*About this task*
Check each line of the data, and copy those where "cursor" appears.

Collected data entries
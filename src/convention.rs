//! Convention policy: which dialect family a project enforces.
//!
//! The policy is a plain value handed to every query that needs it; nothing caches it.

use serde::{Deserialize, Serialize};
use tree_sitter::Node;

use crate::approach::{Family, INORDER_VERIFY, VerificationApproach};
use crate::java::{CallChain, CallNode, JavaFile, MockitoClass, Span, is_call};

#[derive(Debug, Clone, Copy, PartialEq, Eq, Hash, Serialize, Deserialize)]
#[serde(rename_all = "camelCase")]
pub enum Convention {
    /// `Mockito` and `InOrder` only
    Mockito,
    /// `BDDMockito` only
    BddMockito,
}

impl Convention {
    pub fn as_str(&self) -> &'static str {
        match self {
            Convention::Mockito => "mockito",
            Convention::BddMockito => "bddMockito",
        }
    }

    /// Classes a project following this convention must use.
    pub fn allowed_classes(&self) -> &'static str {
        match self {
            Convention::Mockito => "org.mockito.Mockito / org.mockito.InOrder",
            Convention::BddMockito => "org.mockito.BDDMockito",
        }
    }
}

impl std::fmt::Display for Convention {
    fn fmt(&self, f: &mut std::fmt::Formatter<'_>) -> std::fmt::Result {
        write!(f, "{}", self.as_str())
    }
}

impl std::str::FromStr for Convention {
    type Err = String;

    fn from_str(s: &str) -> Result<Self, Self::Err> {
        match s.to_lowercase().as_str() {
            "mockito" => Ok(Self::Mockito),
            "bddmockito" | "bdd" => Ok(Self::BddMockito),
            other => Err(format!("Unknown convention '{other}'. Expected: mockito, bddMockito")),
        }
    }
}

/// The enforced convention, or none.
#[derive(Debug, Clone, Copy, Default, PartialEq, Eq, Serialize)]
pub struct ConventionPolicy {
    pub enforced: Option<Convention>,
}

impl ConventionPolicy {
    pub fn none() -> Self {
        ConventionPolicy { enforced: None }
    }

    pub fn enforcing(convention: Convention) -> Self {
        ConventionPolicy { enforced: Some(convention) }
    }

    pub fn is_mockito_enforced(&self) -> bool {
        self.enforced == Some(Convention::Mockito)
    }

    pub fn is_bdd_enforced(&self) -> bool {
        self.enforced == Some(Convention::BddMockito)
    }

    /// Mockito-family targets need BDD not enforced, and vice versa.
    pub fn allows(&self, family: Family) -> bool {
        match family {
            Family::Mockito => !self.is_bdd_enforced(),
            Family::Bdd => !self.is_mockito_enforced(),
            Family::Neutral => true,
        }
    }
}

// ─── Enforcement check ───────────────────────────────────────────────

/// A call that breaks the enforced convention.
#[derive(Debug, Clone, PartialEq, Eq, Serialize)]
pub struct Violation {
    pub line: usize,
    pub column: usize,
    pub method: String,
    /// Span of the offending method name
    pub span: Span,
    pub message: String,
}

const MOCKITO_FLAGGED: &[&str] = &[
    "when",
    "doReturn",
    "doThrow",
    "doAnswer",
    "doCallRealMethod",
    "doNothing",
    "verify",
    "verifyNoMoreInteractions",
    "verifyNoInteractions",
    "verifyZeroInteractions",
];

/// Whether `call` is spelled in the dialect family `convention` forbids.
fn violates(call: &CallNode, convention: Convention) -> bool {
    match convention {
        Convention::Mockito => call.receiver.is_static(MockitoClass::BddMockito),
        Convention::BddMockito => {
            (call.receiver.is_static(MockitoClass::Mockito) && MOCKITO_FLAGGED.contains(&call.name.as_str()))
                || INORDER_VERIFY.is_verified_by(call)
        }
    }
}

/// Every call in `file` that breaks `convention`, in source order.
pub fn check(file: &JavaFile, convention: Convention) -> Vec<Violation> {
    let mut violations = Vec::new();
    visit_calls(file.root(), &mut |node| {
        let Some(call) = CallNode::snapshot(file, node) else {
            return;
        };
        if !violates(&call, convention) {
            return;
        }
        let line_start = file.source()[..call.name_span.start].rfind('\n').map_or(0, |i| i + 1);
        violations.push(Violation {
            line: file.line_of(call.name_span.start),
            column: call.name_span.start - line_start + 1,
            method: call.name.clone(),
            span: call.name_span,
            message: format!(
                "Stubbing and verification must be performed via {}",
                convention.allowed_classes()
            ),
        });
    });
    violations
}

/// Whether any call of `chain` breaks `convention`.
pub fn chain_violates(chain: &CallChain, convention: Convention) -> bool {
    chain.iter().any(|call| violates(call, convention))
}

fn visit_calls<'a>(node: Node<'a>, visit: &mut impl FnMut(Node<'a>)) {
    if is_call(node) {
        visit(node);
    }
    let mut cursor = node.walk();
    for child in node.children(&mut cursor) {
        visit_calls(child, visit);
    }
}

*Result of the exercise*
    let mut cursor = node.walk();
    for child in node.children(&mut cursor) {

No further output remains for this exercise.